Perforation is not a rare complication during ESD. In the present study, perforations occurred in 2 patients (4%), and they were successfully closed by applying hemoclips without surgery. Considering ESD only for tumors originating from the MP layer, the perforation rate was 13%. Both perforations occurred in the fundus, likely because the fundus has a thin wall and getting the knife parallel to gastric wall beneath the tumor in fundic tumors is difficult to achieve; this finding is similar to previous studies [21, 32]. Bleeding occurred in 2 patients (4%), which is in accordance with the bleeding rate (5%) in our previous study about ESD for early gastric cancer [24]; bleeding was managed successfully with endoscopic hemostasis. The procedure-related complication rate in the present study is also consistent with previous studies [5, 20, 21, 27].

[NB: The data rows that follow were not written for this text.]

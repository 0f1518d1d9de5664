// src/core/dates.rs
//! Timestamp parsing and calendar-date helpers.
//!
//! Remote timestamps come in a few shapes (`2025-01-08T14:02:10.000Z`,
//! `2025-01-08T14:02:10+0000`, naive `2025-01-08T14:02:10`, or a bare date).
//! Aware values keep their offset; naive values are placed in a zone chosen
//! by the caller (UTC for remote data, the configured zone for `--now`).

use chrono::{
    DateTime, FixedOffset, NaiveDate, NaiveDateTime, NaiveTime, TimeZone, Utc,
};
use chrono_tz::Tz;

const AWARE_FORMATS: &[&str] = &[
    "%Y-%m-%dT%H:%M:%S%.f%z",
    "%Y-%m-%d %H:%M:%S%.f%z",
];

const NAIVE_FORMATS: &[&str] = &[
    "%Y-%m-%dT%H:%M:%S%.f",
    "%Y-%m-%d %H:%M:%S%.f",
    "%Y-%m-%dT%H:%M",
];

enum Parsed {
    Aware(DateTime<FixedOffset>),
    Naive(NaiveDateTime),
}

fn parse_any(s: &str) -> Option<Parsed> {
    let s = s.trim();
    if let Ok(dt) = DateTime::parse_from_rfc3339(s) {
        return Some(Parsed::Aware(dt));
    }
    for fmt in AWARE_FORMATS {
        if let Ok(dt) = DateTime::parse_from_str(s, fmt) {
            return Some(Parsed::Aware(dt));
        }
    }
    for fmt in NAIVE_FORMATS {
        if let Ok(dt) = NaiveDateTime::parse_from_str(s, fmt) {
            return Some(Parsed::Naive(dt));
        }
    }
    NaiveDate::parse_from_str(s, "%Y-%m-%d")
        .ok()
        .map(|d| Parsed::Naive(d.and_time(NaiveTime::MIN)))
}

/// Parse a timestamp; naive values are taken as UTC.
pub fn parse_timestamp(s: &str) -> Result<DateTime<FixedOffset>, String> {
    match parse_any(s) {
        Some(Parsed::Aware(dt)) => Ok(dt),
        Some(Parsed::Naive(naive)) => Ok(Utc.from_utc_datetime(&naive).fixed_offset()),
        None => Err(format!("unrecognized timestamp `{}`", s.trim())),
    }
}

/// Parse a timestamp; naive values are taken as local time in `tz`.
pub fn parse_timestamp_in(s: &str, tz: Tz) -> Result<DateTime<FixedOffset>, String> {
    match parse_any(s) {
        Some(Parsed::Aware(dt)) => Ok(dt),
        Some(Parsed::Naive(naive)) => tz
            .from_local_datetime(&naive)
            .earliest()
            .map(|dt| dt.fixed_offset())
            .ok_or_else(|| format!("`{}` does not exist in {tz}", s.trim())),
        None => Err(format!("unrecognized timestamp `{}`", s.trim())),
    }
}

/// "Now" in `tz`, as a fixed-offset timestamp.
pub fn now_in(tz: Tz) -> DateTime<FixedOffset> {
    Utc::now().with_timezone(&tz).fixed_offset()
}

/// Calendar date of `ts` as seen in `tz`.
pub fn local_date(ts: &DateTime<FixedOffset>, tz: Tz) -> NaiveDate {
    ts.with_timezone(&tz).date_naive()
}

/// Wall-clock time of `ts` in `tz`, offset dropped.
pub fn local_naive(ts: &DateTime<FixedOffset>, tz: Tz) -> NaiveDateTime {
    ts.with_timezone(&tz).naive_local()
}

/// Leading `YYYY-MM-DD` of a cell such as `2024-11-02T00:00:00.000`.
pub fn parse_date_prefix(s: &str) -> Option<NaiveDate> {
    let s = s.trim();
    let head = s.get(..10)?;
    NaiveDate::parse_from_str(head, "%Y-%m-%d").ok()
}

To increase the complete resection rate for gastric SETs and overcome problems with procedure-related perforation, endoscopic submucosal tunnel dissection [33, 34] and endoscopic full-thickness resection with or without laparoscopic assistance [3537] have recently been suggested. However, studies on the use of such techniques are still limited to case reports and small, retrospective, or pilot series. Therefore, it should be emphasized that further studies are needed to show the feasibility of these types for tumor resection, particularly with regard to a safe and complete resection.

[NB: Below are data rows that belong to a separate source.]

// src/report/assemble.rs
//
// Archive table → one figure per disease.
//
// Traces run jurisdiction-major (lexicographic), as-of ascending within each
// jurisdiction. `zorder` is the as-of index, so later revisions draw on top.
// Each selector button shows exactly its own jurisdiction's traces; the
// default jurisdiction's button comes first and its traces start visible.
// Without the default in a figure, every trace starts hidden.

use chrono::Duration;

use crate::config::ReportOptions;
use crate::progress::Progress;
use crate::specs::nhsn::Disease;

use super::figure::{Button, Figure, Layout, Restyle, Text, Trace, UpdateMenu};
use super::table::{ArchiveTable, SeriesIndex};

const PROGRESS_EVERY: usize = 10;

/// The default jurisdiction, if this figure has a series for it.
fn initial_jurisdiction<'a>(series: &SeriesIndex, wanted: &'a str, disease: Disease) -> Option<&'a str> {
    if series.contains_key(wanted) {
        return Some(wanted);
    }
    if !series.is_empty() {
        logw!("{disease}: default jurisdiction {wanted} has no data; all traces start hidden");
    }
    None
}

pub fn build_figure(
    table: &ArchiveTable,
    disease: Disease,
    opts: &ReportOptions,
    progress: &mut dyn Progress,
) -> Figure {
    let column = opts.count_column(disease);
    let series = table.series(&column);
    let shown = initial_jurisdiction(&series, &opts.default_jurisdiction, disease);

    let mut traces: Vec<Trace> = Vec::new();
    for (i_jur, (jur, by_as_of)) in series.iter().enumerate() {
        if i_jur % PROGRESS_EVERY == 0 {
            progress.log(&format!(
                "{disease}: jurisdiction {jur} ({i_jur} / {})",
                series.len()
            ));
        }
        for (i_as_of, (as_of, points)) in by_as_of.iter().enumerate() {
            let mut trace = Trace::scatter(jur, *as_of, points);
            trace.visible = Some(jur.as_str()) == shown;
            trace.zorder = i32::try_from(i_as_of).unwrap_or(i32::MAX);
            traces.push(trace);
        }
    }

    // Buttons: default first, the rest in key order.
    let mut buttons: Vec<Button> = Vec::with_capacity(series.len());
    for jur in series.keys() {
        let button = Button {
            label: jur.clone(),
            method: "update",
            args: (Restyle { visible: traces.iter().map(|t| &t.jurisdiction == jur).collect() },),
        };
        if Some(jur.as_str()) == shown {
            buttons.insert(0, button);
        } else {
            buttons.push(button);
        }
    }

    let mut layout = Layout::new(format!("{} weekly hospital admissions", disease.name()));
    layout.xaxis.range = table
        .max_report_date()
        .map(|max| [max - Duration::weeks(i64::from(opts.window_weeks)), max]);
    layout.yaxis.title = Some(Text { text: s!("Admissions") });
    layout.updatemenus.push(UpdateMenu {
        name: "Jurisdiction",
        kind: "dropdown",
        active: 0,
        showactive: true,
        buttons,
    });

    logd!("{disease}: {} traces", traces.len());
    Figure { data: traces, layout }
}

/// One figure per configured disease, in configuration order.
pub fn build_figures(
    table: &ArchiveTable,
    opts: &ReportOptions,
    progress: &mut dyn Progress,
) -> Vec<(Disease, Figure)> {
    progress.begin(opts.diseases.len());
    let figures = opts
        .diseases
        .iter()
        .map(|&disease| {
            let fig = build_figure(table, disease, opts, progress);
            progress.item_done(disease.name());
            (disease, fig)
        })
        .collect();
    progress.finish();
    figures
}

#[cfg(test)]
mod tests {
    use super::*;
    use crate::progress::NullProgress;
    use crate::snapshot::{SnapshotRow, SnapshotTable};
    use chrono::NaiveDate;

    fn d(s: &str) -> NaiveDate { s.parse().unwrap() }

    fn table_with(jurs: &[&str]) -> ArchiveTable {
        let rows = jurs
            .iter()
            .map(|j| SnapshotRow { report_date: d("2024-12-01"), jurisdiction: s!(*j), cells: vec![s!("1")] })
            .collect();
        let mut t = ArchiveTable::new();
        t.insert(d("2025-01-01"), SnapshotTable::new(vec![s!("totalconfrsvnewadm")], rows).unwrap());
        t
    }

    #[test]
    fn missing_default_leaves_everything_hidden() {
        let fig = build_figure(&table_with(&["NY", "CA"]), Disease::Rsv, &ReportOptions::default(), &mut NullProgress);
        let labels: Vec<&str> = fig.layout.updatemenus[0].buttons.iter().map(|b| b.label.as_str()).collect();
        assert_eq!(labels, vec!["CA", "NY"]);
        assert!(fig.data.iter().all(|t| !t.visible));
    }

    #[test]
    fn default_is_judged_per_disease() {
        // USA only appears in a snapshot without an RSV column
        let mut t = table_with(&["CA"]);
        let flu_only = SnapshotRow { report_date: d("2024-12-08"), jurisdiction: s!("USA"), cells: vec![s!("5")] };
        t.insert(d("2025-01-08"), SnapshotTable::new(vec![s!("totalconfflunewadm")], vec![flu_only]).unwrap());

        let rsv = build_figure(&t, Disease::Rsv, &ReportOptions::default(), &mut NullProgress);
        assert_eq!(rsv.layout.updatemenus[0].buttons.len(), 1);
        assert_eq!(rsv.layout.updatemenus[0].buttons[0].label, "CA");
        assert!(!rsv.data[0].visible);

        let flu = build_figure(&t, Disease::Flu, &ReportOptions::default(), &mut NullProgress);
        assert_eq!(flu.layout.updatemenus[0].buttons[0].label, "USA");
        assert!(flu.data[0].visible);
    }

    #[test]
    fn window_counts_back_from_latest_report_date() {
        let opts = ReportOptions { window_weeks: 2, ..ReportOptions::default() };
        let fig = build_figure(&table_with(&["USA"]), Disease::Rsv, &opts, &mut NullProgress);
        assert_eq!(fig.layout.xaxis.range, Some([d("2024-11-17"), d("2024-12-01")]));
        assert_eq!(fig.layout.title.text, "RSV weekly hospital admissions");
    }
}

Gastric neuroendocrine tumors show a broad range of clinical behaviors, and their malignant features are associated with the size and depth of invasion. When the tumor size is ≤ 1 cm and the depth of invasion is limited to the SM layer, there is minimal risk of lymph node metastasis and endoscopic resection is considered as appropriate management [38]. In the present study, 14 cases of WDNET were treated by ESD. The complete resection rate was 86% (12/14); in two cases with incomplete resection, there was no macroscopic remnant tissue. In 11 cases that were followed up, no recurrence was detected during the median follow-up period of 36 months (range: 12–60 months).

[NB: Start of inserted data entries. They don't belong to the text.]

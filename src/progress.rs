// src/progress.rs
/// Lightweight progress reporting for the longer loops (snapshot loading, figure assembly).
/// Frontends implement this to surface status; the library never prints on its own.
pub trait Progress {
    /// Called at the start with the total number of items (if known).
    fn begin(&mut self, _total: usize) {}

    /// Free-form status line for human eyes.
    fn log(&mut self, _msg: &str) {}

    /// Called when one logical unit completes (a snapshot, a jurisdiction).
    fn item_done(&mut self, _label: &str) {}

    /// Called at the end, successful or not.
    fn finish(&mut self) {}
}

/// A no-op progress sink.
pub struct NullProgress;
impl Progress for NullProgress {}

/// Forwards progress to the log at debug level, with a running count.
#[derive(Default)]
pub struct LogProgress {
    done: usize,
    total: usize,
}

impl Progress for LogProgress {
    fn begin(&mut self, total: usize) {
        self.done = 0;
        self.total = total;
    }
    fn log(&mut self, msg: &str) {
        logi!("{msg}");
    }
    fn item_done(&mut self, label: &str) {
        self.done += 1;
        logd!("{label} ({}/{})", self.done, self.total);
    }
    fn finish(&mut self) {
        logd!("Done ({}/{})", self.done, self.total);
    }
}
// src/release.rs
//! Release resolution: which of the two publication channels to fetch.
//!
//! `latest` asks both metadata endpoints and picks the channel whose
//! `dataUpdatedAt` is strictly newer; on a tie the consolidated release wins,
//! since it is the corrected one.

use std::fmt;
use std::str::FromStr;

use serde::{Deserialize, Serialize};

use crate::config::consts::{UUID_CONSOLIDATED, UUID_PRELIMINARY};
use crate::core::net::Fetcher;
use crate::error::{Error, Result};
use crate::specs::metadata::{parse_metadata, RemoteMetadata};

/// What the user asked for.
#[derive(Clone, Copy, Debug, PartialEq, Eq)]
pub enum Release {
    Latest,
    Preliminary,
    Consolidated,
}

impl FromStr for Release {
    type Err = Error;
    fn from_str(s: &str) -> Result<Self> {
        match s.trim().to_ascii_lowercase().as_str() {
            "latest" => Ok(Release::Latest),
            "preliminary" | "prelim" => Ok(Release::Preliminary),
            "consolidated" | "consol" => Ok(Release::Consolidated),
            _ => Err(Error::InvalidRelease(s!(s))),
        }
    }
}

/// A concrete publication channel. Never "latest".
#[derive(Clone, Copy, Debug, PartialEq, Eq, Serialize, Deserialize)]
#[serde(rename_all = "lowercase")]
pub enum Channel {
    Preliminary,
    Consolidated,
}

impl Channel {
    pub fn uuid(self) -> &'static str {
        match self {
            Channel::Preliminary => UUID_PRELIMINARY,
            Channel::Consolidated => UUID_CONSOLIDATED,
        }
    }

    pub fn label(self) -> &'static str {
        match self {
            Channel::Preliminary => "preliminary",
            Channel::Consolidated => "consolidated",
        }
    }

    pub fn data_url(self, api_base: &str) -> String {
        format!("{}/resource/{}.json", api_base.trim_end_matches('/'), self.uuid())
    }

    pub fn metadata_url(self, api_base: &str) -> String {
        format!("{}/api/views/metadata/v1/{}", api_base.trim_end_matches('/'), self.uuid())
    }
}

impl fmt::Display for Channel {
    fn fmt(&self, f: &mut fmt::Formatter<'_>) -> fmt::Result {
        f.write_str(self.label())
    }
}

#[derive(Clone, Debug, PartialEq)]
pub struct ResolvedRelease {
    pub channel: Channel,
    pub data_url: String,
    pub metadata: RemoteMetadata,
}

fn fetch_metadata(client: &dyn Fetcher, api_base: &str, channel: Channel) -> Result<RemoteMetadata> {
    let value = client.get_json(&channel.metadata_url(api_base), &[])?;
    parse_metadata(value)
}

fn resolved(api_base: &str, channel: Channel, metadata: RemoteMetadata) -> ResolvedRelease {
    ResolvedRelease { channel, data_url: channel.data_url(api_base), metadata }
}

/// Map a release identifier to an endpoint plus its current metadata.
pub fn resolve(release: &str, client: &dyn Fetcher, api_base: &str) -> Result<ResolvedRelease> {
    let channel = match release.parse::<Release>()? {
        Release::Preliminary => Channel::Preliminary,
        Release::Consolidated => Channel::Consolidated,
        Release::Latest => {
            let prelim = fetch_metadata(client, api_base, Channel::Preliminary)?;
            let consol = fetch_metadata(client, api_base, Channel::Consolidated)?;
            logi!(
                "Latest release check: preliminary as of {}, consolidated as of {}",
                prelim.data_updated_at, consol.data_updated_at
            );
            return Ok(if prelim.as_of > consol.as_of {
                resolved(api_base, Channel::Preliminary, prelim)
            } else {
                resolved(api_base, Channel::Consolidated, consol)
            });
        }
    };
    let metadata = fetch_metadata(client, api_base, channel)?;
    Ok(resolved(api_base, channel, metadata))
}
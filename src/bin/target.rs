// src/bin/target.rs
use nhsn_archive::cli;

fn main() -> color_eyre::Result<()> {
    color_eyre::install()?;
    cli::run_target()
}
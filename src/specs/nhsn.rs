// src/specs/nhsn.rs
//! Weekly Hospital Respiratory Data, jurisdiction level.
//!
//! The API returns a JSON array of flat records, one per (week-ending date,
//! jurisdiction), with every value encoded as a string and null fields omitted.

use std::fmt;
use std::str::FromStr;

use serde::{Deserialize, Serialize};
use serde_json::{Map, Value};

use crate::config::consts::COUNT_COLUMN_FMT;
use crate::error::{Error, Result};
use crate::snapshot::{dedup_keys, SnapshotRow, SnapshotTable};
use crate::core::dates::parse_date_prefix;

#[derive(Clone, Copy, Debug, PartialEq, Eq, Hash, PartialOrd, Ord, Serialize, Deserialize)]
#[serde(rename_all = "lowercase")]
pub enum Disease {
    #[serde(alias = "covid", alias = "covid19", alias = "covid-19")]
    C19,
    #[serde(alias = "influenza")]
    Flu,
    Rsv,
}

impl Disease {
    pub const ALL: [Disease; 3] = [Disease::C19, Disease::Flu, Disease::Rsv];

    /// 3-letter code used in NHSN field names.
    pub fn code(self) -> &'static str {
        match self {
            Disease::C19 => "c19",
            Disease::Flu => "flu",
            Disease::Rsv => "rsv",
        }
    }

    /// Total new confirmed admissions field, e.g. `totalconfflunewadm`.
    pub fn admissions_field(self) -> String {
        COUNT_COLUMN_FMT.replacen("{}", self.code(), 1)
    }

    pub fn name(self) -> &'static str {
        match self {
            Disease::C19 => "COVID-19",
            Disease::Flu => "Influenza",
            Disease::Rsv => "RSV",
        }
    }
}

impl fmt::Display for Disease {
    fn fmt(&self, f: &mut fmt::Formatter<'_>) -> fmt::Result {
        f.write_str(self.code())
    }
}

impl FromStr for Disease {
    type Err = String;
    fn from_str(s: &str) -> std::result::Result<Self, Self::Err> {
        match s.trim().to_ascii_lowercase().as_str() {
            "c19" | "covid" | "covid19" | "covid-19" => Ok(Disease::C19),
            "flu" | "influenza" => Ok(Disease::Flu),
            "rsv" => Ok(Disease::Rsv),
            other => Err(format!("unknown disease `{other}`")),
        }
    }
}

const TOTAL_SUFFIXES: &[&str] = &["", "adult", "ped"];
const AGE_GROUPS: &[&str] = &[
    "ped0to4", "ped5to17",                                        // Pediatric
    "adult18to49", "adult50to64", "adult65to74", "adult75plus",   // Adults
    "unk",                                                        // Unknown age
];

/// Admission fields archived per snapshot: totals first, then age groups.
pub fn interest_fields() -> Vec<String> {
    let mut out = Vec::with_capacity(Disease::ALL.len() * (TOTAL_SUFFIXES.len() + AGE_GROUPS.len()));
    for d in Disease::ALL {
        for age in TOTAL_SUFFIXES {
            out.push(format!("totalconf{}newadm{age}", d.code()));
        }
    }
    for d in Disease::ALL {
        for age in AGE_GROUPS {
            out.push(format!("numconf{}newadm{age}", d.code()));
        }
    }
    out
}

/// Query parameters for the data endpoint.
pub fn request_query(entry_limit: u32, date_col: &str, jur_col: &str, fields: &[String]) -> Vec<(&'static str, String)> {
    let mut select = vec![s!(date_col), s!(jur_col)];
    select.extend(fields.iter().cloned());
    vec![
        ("$limit", entry_limit.to_string()),
        ("$select", select.join(",")),
    ]
}

fn cell_text(v: Option<&Value>) -> String {
    match v {
        None | Some(Value::Null) => s!(),
        Some(Value::String(s)) => s.clone(),
        Some(other) => other.to_string(),
    }
}

fn parse_record(
    rec: &Map<String, Value>,
    date_col: &str,
    jur_col: &str,
    fields: &[String],
) -> std::result::Result<SnapshotRow, String> {
    let date_txt = cell_text(rec.get(date_col));
    let report_date = parse_date_prefix(&date_txt)
        .ok_or_else(|| format!("bad or missing `{date_col}` (`{date_txt}`)"))?;
    let jurisdiction = cell_text(rec.get(jur_col)).trim().to_string();
    if jurisdiction.is_empty() {
        return Err(format!("missing `{jur_col}`"));
    }
    Ok(SnapshotRow {
        report_date,
        jurisdiction,
        cells: fields.iter().map(|f| cell_text(rec.get(f))).collect(),
    })
}

/// Turn a data-endpoint payload into a table. Bad records are warned about and
/// dropped; a payload with nothing usable is a `DataParse` error.
pub fn parse_records(
    payload: &Value,
    date_col: &str,
    jur_col: &str,
    fields: &[String],
) -> Result<SnapshotTable> {
    let records = payload
        .as_array()
        .ok_or_else(|| Error::DataParse(s!("expected a JSON array of records")))?;
    if records.is_empty() {
        return Err(Error::DataParse(s!("response contained no records")));
    }

    let mut rows = Vec::with_capacity(records.len());
    let mut rejected = 0usize;
    for (i, rec) in records.iter().enumerate() {
        let parsed = rec
            .as_object()
            .ok_or_else(|| s!("not an object"))
            .and_then(|obj| parse_record(obj, date_col, jur_col, fields));
        match parsed {
            Ok(row) => rows.push(row),
            Err(msg) => {
                rejected += 1;
                logw!("Record {i} rejected: {msg}");
            }
        }
    }

    if rows.is_empty() {
        return Err(Error::DataParse(format!("all {} records were malformed", records.len())));
    }
    if rejected > 0 {
        logw!("{rejected} of {} records rejected", records.len());
    }

    let dupes = dedup_keys(&mut rows);
    if dupes > 0 {
        logw!("{dupes} duplicate (date, jurisdiction) records dropped");
    }

    SnapshotTable::new(fields.to_vec(), rows).map_err(Error::DataParse)
}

Although the present study involved a relatively large number of patients, demonstrated a favorable long-term prognosis associated with ESD, and provided robust evidence that ESD is effective and safe, there are several limitations. First, there may have been potential selection or information biases resulting from the retrospective nature of the study. Although most results of ESD were prospectively collected by the endoscopists at the time of the endoscopy, patients were selected for ESD according to the clinical opinions and decisions of the medical doctors and patients’ needs. Second, the number of SETs originating from the MP layer was small, compared to the number of SETs originating from the SM layer. This limitation might be due to the fact that the most common mesenchymal tumor of the stomach is GIST and that the treatment of choice for GIST is surgery. In our previous studies [39, 40], it was possible to differentiate GIST from non-GIST mesenchymal tumors such as schwannoma or leiomyoma to some degree using EUS. Therefore, there is some tendency for medical doctors to recommend surgery for patients with suspicious GIST rather than follow-up and to regularly follow up those with suspicious non-GIST mesenchymal tumors.

In conclusion, the present results showed that ESD is an effective, safe, and feasible treatment for gastric SETs. The frequency of incomplete resection increases in tumors located in the upper third of the stomach or originating from the MP layer. Therefore, gastric SETs originating from the SM layer are ideal candidates for ESD. However, for SETs originating from the MP layer, it is necessary to know the limitations of ESD and to choose adequate cases with the possibility of high complete resection. Further prospective multicenter studies, including more cases of SETs originating from the MP layer, will give more useful information regarding ESD for gastric SETs.

Conflict of Interests

The authors do not have any conflict of interests regarding this paper.

Acknowledgments

This study was supported by a grant from the National R&D Program for Cancer Control, Ministry for Health, Welfare and Family Affairs, Republic of Korea (0920050), and a grant of the Korea Healthcare Technology R&D Project, Ministry of Health & Welfare, Republic of Korea (HI12C1845).